Rolling boil

A double dose of violence from an astonishing director.

I CAN THINK OF no working director who uses stillness as gracefully and effectively as Takeshi Kitano. In the opening shot of Violent Cop, his 1990 directorial debut, the camera holds on the smiling face of a toothless derelict. Like a pebble dropping into a pond, the calm is shattered when a soccer ball knocks his dinner from his hand and a swarm of teens rushes him. The violence erupts out of nowhere as they relentlessly beat and kick him; and as the homeless man lies dead on the ground, the feckless kids hop on their bikes and nonchalantly pedal away, as if leaving the playground game.

Violent Cop and Boiling Point

directed by "Beat" Takeshi Kitano

plays September 10-16 at Varsity

Into this cruel, uncaring world strolls Azuma (Takeshi Kitano), the police detective who earns the film its title many times over. In his first scene he beats a suspect, one of the teenage boys, in the kid's own room. Azuma has a reputation for making up his own rules, and he maintains a precarious position in a department that looks the other way because Azuma's brutality gets results. "Behave yourself for a year while I'm chief," demands his new superior. He looks on as if he hasn't heard a thing and before long he's back to his usual tricks, running down suspects, beating drug dealers, planting evidence, even slugging a pimp standing in the station house hall. Once in a while he cracks a smile, but mostly he wears a deadpan mask.

Kitano has an amazing face, calm and bemused, at times almost blank, with big teddy-bear eyes and soft features that suggest a gentle nature denied in his every action. Even when the battle becomes personal and the hair-trigger cop goes on his rogue rampage, he maintains that serenity, hardening just a bit, his crook of smile straightening out in taut determination, perhaps suggesting just a touch of bitterness and sadness.

BETTER KNOWN BY his nickname "Beat" Takeshi in Japan, Kitano rose to fame as a stand-up comic and remains one of Japan's most popular TV personalities (he's been known to host or star in as many as four TV shows simultaneously). His background helps explain how he can transform bullying bastards into such likable characters, but it doesn't account for the fully realized style that emerges in his first film. He boldly sketches shots with a seemingly simple directness and stages visceral action scenes with a mesmerizing impassivity: The camera locks down and watches the war zone erupt. And for a director of so-called action films, his cinema is full of static images and long digressions, intermissions from the blood sport. When the inevitable clashes recur, the sudden shots of brutality carry a startling kick to them.
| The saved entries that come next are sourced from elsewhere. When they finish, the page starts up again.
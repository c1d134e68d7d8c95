use serde::{Deserialize, Serialize};

/// Payload published to `task.queue`, one per partition.
///
/// Carries the target digest and length bound so a worker needs no state
/// store lookup.
#[derive(Debug, Clone, PartialEq, Eq, Serialize, Deserialize)]
#[serde(rename_all = "camelCase")]
pub struct TaskMessage {
    pub task_id: String,
    pub request_id: String,
    pub start_index: u64,
    pub count: u64,
    pub target_hash: String,
    pub max_length: u8,
}

/// Terminal outcome a worker reports for one task.
#[derive(Debug, Clone, Copy, PartialEq, Eq, Serialize, Deserialize)]
#[serde(rename_all = "UPPERCASE")]
pub enum ResultStatus {
    Done,
    Error,
}

/// Payload published to `result.queue` once a task has been processed.
#[derive(Debug, Clone, PartialEq, Eq, Serialize, Deserialize)]
#[serde(rename_all = "camelCase")]
pub struct ResultMessage {
    pub task_id: String,
    pub request_id: String,
    pub status: ResultStatus,
    pub results: Vec<String>,
}

#[cfg(test)]
mod tests {
    use super::*;

    #[test]
    fn task_message_wire_form_is_camel_case() {
        let message = TaskMessage {
            task_id: "t-1".to_owned(),
            request_id: "r-1".to_owned(),
            start_index: 100_000,
            count: 50_000,
            target_hash: "900150983cd24fb0d6963f7d28e17f72".to_owned(),
            max_length: 4,
        };
        let value = serde_json::to_value(&message).unwrap();
        assert_eq!(value["taskId"], "t-1");
        assert_eq!(value["requestId"], "r-1");
        assert_eq!(value["startIndex"], 100_000);
        assert_eq!(value["maxLength"], 4);
    }

    #[test]
    fn result_status_round_trips_as_screaming_case() {
        assert_eq!(serde_json::to_string(&ResultStatus::Done).unwrap(), "\"DONE\"");
        let parsed: ResultMessage = serde_json::from_str(
            r#"{"taskId":"t","requestId":"r","status":"ERROR","results":[]}"#,
        )
        .unwrap();
        assert_eq!(parsed.status, ResultStatus::Error);
        assert!(parsed.results.is_empty());
    }
}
Kitano's second film, Boiling Point, carries this stylistic idea even farther. The story concerns passive gas station attendant and baseball team benchwarmer Masaki (Masahiko Ono), whose one moment of action is a badly timed attack on a rude customer who just happens to be Yakuza. When the gangsters start taking it out on both his coworkers and his teammates, Masaki sets out to buy a gun to take care of the problem. Kitano is even more oblique in his presentation of violent action, and he spends the middle of the film on a strange, rambling subplot involving a disgraced mobster (Kitano again, this time in a supporting role as a fun-loving brute with a penchant for rape) and his mission of revenge.

Violent Cop is a classic Japanese gangster tale shaped into Kitano's unmistakably warped reflection of the cops-and-criminals culture with startling style and his charismatic presence, and is easily the bigger audience pleaser. Boiling Point isn't as compelling, but is in some ways more challenging and inventive. Together, they signal the debut of a director now considered one of the most cinematically exciting artists on the world scene today.